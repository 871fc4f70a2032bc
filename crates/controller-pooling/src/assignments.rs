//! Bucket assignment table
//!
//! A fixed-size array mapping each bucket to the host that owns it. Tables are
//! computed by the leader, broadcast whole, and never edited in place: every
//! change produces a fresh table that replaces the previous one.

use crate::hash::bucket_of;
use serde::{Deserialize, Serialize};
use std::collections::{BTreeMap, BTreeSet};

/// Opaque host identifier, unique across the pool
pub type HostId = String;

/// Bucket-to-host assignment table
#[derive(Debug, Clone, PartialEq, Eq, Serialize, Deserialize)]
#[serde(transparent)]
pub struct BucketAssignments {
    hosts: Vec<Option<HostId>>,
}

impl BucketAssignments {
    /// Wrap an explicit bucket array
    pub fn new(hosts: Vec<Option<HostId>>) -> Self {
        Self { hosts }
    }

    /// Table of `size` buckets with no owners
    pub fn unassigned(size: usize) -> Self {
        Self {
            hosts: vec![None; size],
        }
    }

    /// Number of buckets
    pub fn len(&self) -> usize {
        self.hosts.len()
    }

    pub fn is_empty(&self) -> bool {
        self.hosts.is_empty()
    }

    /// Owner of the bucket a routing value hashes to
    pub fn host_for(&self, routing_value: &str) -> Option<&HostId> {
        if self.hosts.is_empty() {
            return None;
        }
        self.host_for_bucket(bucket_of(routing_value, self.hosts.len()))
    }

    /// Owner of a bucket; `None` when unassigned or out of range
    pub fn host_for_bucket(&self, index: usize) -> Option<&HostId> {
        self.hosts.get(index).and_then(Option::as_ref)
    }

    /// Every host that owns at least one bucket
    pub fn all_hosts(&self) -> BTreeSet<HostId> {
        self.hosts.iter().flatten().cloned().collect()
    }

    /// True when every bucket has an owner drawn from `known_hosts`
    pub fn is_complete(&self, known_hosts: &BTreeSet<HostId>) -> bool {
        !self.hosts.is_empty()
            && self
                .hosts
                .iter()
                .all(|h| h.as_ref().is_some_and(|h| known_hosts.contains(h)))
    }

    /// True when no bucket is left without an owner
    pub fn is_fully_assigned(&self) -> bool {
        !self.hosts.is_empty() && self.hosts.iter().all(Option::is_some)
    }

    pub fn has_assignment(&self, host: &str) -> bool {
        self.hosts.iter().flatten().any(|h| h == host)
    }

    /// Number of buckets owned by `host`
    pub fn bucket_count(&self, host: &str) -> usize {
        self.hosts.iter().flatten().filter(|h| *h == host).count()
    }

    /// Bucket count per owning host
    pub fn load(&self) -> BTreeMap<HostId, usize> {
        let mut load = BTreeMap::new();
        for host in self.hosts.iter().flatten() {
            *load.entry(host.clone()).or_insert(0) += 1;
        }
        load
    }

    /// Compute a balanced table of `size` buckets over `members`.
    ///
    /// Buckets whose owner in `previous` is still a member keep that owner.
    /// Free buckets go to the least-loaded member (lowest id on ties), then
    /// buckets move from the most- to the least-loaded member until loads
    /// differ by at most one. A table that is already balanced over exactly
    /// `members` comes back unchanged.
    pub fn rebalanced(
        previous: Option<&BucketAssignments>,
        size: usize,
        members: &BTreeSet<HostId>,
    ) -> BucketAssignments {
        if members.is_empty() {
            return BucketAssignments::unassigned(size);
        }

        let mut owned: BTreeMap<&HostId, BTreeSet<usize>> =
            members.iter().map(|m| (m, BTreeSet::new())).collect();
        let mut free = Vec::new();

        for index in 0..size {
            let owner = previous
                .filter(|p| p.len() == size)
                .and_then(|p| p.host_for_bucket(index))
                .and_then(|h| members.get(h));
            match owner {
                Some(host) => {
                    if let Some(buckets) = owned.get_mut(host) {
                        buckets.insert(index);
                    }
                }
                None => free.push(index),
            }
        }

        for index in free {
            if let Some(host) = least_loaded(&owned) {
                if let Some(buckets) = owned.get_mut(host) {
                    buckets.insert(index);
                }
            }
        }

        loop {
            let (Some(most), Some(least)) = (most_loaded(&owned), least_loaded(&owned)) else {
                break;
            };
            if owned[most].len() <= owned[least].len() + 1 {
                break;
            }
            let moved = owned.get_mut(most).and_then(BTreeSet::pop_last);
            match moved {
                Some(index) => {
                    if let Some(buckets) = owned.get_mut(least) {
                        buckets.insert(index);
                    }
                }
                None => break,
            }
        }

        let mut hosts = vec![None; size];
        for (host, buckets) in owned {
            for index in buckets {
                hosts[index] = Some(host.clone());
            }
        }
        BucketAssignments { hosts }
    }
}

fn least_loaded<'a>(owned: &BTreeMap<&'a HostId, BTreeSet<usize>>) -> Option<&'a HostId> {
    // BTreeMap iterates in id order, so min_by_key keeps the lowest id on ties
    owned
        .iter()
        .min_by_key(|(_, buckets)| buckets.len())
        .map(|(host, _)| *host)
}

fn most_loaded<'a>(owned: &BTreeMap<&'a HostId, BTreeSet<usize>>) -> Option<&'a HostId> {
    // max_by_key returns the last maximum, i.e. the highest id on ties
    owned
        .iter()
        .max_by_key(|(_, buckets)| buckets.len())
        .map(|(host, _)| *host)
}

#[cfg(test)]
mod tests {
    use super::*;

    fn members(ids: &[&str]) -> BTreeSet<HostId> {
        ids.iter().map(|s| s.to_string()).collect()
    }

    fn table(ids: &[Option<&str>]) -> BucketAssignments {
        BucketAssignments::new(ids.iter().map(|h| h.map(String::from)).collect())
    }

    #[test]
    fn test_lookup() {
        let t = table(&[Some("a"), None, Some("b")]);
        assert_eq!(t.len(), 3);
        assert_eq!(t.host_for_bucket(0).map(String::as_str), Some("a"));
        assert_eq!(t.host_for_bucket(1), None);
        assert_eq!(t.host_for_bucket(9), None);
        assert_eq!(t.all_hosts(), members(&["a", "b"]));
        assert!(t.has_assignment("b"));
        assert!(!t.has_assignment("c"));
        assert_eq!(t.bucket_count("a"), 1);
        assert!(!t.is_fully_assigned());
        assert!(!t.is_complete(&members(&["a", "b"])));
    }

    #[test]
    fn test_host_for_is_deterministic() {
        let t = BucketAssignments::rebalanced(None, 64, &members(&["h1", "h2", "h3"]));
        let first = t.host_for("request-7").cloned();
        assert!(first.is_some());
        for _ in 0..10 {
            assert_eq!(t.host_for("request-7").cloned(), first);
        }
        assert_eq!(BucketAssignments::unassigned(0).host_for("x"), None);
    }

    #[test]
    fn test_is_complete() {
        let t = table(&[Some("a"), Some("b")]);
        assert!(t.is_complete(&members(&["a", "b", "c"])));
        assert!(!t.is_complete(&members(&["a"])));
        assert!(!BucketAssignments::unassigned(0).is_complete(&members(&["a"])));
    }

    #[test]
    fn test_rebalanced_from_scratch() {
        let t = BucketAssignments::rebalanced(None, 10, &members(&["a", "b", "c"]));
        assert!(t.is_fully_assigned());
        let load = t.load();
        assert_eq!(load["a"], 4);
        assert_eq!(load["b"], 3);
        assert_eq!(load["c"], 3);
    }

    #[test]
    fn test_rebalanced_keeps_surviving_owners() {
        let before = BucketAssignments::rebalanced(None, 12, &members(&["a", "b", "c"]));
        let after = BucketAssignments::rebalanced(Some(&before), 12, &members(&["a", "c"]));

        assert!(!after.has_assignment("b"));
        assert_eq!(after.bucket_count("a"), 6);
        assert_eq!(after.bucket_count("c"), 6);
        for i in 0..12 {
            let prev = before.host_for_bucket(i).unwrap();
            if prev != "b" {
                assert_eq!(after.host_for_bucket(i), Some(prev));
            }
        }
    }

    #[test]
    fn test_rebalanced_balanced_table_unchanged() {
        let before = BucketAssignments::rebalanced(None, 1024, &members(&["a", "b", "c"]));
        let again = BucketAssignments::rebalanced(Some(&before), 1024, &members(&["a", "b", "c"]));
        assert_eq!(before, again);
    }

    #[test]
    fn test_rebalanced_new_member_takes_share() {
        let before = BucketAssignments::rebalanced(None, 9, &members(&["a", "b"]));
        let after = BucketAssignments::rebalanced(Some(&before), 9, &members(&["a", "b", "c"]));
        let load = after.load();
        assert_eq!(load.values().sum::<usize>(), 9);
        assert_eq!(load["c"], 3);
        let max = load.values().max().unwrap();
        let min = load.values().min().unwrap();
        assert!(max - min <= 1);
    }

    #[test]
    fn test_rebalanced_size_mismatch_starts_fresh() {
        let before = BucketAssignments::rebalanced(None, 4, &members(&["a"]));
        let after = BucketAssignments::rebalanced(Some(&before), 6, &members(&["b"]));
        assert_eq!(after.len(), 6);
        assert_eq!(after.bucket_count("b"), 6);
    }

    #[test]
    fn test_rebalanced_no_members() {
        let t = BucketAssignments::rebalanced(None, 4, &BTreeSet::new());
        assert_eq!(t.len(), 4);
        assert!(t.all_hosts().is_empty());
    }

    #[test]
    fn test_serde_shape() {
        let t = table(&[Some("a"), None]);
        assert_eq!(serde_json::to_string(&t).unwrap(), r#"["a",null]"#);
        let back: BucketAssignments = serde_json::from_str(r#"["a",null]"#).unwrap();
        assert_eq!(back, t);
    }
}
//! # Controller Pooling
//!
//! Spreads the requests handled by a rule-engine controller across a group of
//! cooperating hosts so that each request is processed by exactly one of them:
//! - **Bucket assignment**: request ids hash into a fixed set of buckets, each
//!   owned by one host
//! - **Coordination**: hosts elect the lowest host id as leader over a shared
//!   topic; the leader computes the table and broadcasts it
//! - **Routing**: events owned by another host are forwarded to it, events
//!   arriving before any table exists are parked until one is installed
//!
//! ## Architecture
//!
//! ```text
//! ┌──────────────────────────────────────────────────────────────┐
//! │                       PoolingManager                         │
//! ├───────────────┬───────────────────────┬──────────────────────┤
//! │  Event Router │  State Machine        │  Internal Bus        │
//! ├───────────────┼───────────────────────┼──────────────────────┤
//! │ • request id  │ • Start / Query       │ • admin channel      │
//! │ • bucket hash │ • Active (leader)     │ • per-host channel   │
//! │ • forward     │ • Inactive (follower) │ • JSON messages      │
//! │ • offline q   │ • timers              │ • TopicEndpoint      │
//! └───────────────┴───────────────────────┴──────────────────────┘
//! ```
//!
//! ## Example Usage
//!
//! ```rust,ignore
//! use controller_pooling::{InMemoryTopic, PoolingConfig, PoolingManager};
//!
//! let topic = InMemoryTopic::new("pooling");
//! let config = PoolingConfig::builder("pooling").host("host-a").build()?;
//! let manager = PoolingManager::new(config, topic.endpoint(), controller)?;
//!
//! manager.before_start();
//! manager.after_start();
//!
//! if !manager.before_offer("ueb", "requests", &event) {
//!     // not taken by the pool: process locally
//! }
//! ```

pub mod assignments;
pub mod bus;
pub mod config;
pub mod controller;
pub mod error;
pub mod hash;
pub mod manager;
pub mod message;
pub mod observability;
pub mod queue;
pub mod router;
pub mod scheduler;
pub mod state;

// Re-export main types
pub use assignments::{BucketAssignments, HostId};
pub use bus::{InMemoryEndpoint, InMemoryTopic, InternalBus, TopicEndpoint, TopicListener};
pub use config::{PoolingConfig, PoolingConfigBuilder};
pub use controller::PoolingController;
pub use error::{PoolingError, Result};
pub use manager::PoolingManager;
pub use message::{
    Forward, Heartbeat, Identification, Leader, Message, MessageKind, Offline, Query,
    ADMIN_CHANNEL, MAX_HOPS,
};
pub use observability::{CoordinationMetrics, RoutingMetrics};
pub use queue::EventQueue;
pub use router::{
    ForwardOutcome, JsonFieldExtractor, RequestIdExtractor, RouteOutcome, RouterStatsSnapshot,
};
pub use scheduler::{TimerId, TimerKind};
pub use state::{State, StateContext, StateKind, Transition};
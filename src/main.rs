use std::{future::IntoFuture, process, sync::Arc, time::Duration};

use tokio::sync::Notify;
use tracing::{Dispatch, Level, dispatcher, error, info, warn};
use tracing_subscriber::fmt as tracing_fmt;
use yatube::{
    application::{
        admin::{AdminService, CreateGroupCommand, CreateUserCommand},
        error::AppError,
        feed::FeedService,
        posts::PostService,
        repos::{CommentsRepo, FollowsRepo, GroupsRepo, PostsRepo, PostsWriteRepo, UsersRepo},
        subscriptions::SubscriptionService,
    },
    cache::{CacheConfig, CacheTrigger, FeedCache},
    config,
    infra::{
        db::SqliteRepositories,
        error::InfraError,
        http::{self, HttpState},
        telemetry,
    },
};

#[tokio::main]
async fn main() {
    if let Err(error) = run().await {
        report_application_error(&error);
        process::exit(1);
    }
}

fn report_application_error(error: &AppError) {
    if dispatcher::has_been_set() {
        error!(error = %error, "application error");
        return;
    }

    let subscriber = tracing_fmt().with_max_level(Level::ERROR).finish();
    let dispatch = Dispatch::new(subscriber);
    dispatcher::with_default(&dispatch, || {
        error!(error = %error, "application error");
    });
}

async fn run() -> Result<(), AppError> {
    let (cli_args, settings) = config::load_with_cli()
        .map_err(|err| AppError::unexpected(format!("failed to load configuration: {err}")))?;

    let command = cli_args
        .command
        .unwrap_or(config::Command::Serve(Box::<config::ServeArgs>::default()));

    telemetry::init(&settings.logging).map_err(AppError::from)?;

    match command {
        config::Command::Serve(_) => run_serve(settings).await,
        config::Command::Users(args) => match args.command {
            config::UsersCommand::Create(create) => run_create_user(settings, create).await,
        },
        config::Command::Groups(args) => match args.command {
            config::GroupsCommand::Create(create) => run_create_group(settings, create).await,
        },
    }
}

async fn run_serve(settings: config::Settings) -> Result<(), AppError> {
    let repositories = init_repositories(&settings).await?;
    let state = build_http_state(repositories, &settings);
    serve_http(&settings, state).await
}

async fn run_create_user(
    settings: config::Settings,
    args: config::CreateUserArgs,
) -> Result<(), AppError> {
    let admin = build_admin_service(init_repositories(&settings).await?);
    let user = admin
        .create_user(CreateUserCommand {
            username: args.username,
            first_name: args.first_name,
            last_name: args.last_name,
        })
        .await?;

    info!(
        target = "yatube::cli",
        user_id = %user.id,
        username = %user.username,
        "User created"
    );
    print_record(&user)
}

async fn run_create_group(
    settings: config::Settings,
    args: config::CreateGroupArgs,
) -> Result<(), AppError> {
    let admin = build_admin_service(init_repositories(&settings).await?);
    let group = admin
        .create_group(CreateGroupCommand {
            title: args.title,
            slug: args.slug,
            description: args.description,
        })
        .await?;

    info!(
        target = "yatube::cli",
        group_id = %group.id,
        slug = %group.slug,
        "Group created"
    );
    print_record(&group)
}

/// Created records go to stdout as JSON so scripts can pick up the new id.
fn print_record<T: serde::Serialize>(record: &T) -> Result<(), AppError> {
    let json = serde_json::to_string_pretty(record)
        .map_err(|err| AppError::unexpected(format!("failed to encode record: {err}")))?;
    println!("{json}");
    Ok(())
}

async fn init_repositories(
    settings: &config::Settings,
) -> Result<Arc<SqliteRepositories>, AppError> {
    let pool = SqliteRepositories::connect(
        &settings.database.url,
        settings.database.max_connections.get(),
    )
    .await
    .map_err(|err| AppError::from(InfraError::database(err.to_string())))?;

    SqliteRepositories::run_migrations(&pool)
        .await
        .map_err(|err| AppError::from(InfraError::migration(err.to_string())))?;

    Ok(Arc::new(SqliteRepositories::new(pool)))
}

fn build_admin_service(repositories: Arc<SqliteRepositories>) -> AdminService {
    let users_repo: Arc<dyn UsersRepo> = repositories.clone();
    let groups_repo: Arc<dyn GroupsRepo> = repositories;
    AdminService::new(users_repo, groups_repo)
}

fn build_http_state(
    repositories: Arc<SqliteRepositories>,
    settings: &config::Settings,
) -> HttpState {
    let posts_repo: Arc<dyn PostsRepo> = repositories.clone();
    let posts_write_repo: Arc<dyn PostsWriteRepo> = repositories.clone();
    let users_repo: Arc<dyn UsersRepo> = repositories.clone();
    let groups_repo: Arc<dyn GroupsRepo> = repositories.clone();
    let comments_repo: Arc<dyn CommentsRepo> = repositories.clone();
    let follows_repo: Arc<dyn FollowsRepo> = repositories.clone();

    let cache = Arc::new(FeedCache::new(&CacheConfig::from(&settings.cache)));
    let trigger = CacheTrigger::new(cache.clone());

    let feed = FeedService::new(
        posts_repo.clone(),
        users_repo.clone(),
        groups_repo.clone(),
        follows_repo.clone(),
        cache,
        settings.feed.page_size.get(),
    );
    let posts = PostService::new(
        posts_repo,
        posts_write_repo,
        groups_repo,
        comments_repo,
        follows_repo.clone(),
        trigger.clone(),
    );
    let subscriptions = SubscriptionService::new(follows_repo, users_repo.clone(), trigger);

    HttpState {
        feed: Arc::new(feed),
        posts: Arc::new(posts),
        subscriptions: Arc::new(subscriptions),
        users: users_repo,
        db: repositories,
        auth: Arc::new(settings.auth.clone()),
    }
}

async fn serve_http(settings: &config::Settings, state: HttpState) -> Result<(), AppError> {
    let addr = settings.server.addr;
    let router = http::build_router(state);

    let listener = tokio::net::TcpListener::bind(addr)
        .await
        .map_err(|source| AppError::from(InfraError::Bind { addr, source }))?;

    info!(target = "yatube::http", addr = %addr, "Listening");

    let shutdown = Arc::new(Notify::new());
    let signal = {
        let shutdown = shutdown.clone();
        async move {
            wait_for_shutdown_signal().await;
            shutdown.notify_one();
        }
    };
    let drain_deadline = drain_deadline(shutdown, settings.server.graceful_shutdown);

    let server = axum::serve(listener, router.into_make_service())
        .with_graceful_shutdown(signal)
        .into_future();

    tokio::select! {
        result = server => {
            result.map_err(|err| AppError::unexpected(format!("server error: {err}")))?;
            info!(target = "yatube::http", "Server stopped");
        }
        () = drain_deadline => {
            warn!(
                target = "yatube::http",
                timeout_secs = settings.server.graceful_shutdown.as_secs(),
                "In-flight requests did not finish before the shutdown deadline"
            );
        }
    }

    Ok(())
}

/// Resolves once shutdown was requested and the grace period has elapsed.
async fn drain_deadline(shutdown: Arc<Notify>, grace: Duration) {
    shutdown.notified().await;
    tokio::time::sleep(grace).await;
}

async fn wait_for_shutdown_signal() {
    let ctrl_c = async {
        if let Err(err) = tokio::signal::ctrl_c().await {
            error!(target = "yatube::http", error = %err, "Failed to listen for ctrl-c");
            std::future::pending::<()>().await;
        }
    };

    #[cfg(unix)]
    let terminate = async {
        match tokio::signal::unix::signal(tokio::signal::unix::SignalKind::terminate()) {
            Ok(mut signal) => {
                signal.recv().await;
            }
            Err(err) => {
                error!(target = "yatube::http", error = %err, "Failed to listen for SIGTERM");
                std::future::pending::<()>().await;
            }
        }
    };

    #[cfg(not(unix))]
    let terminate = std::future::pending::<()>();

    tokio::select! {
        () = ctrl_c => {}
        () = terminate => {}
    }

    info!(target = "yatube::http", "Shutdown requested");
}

* * *

▸ **How to complete this task**
Return each full line of the entries that contains the word "unix".

▸ **Written solution**
    #[cfg(unix)]
        match tokio::signal::unix::signal(tokio::signal::unix::SignalKind::terminate()) {
    #[cfg(not(unix))]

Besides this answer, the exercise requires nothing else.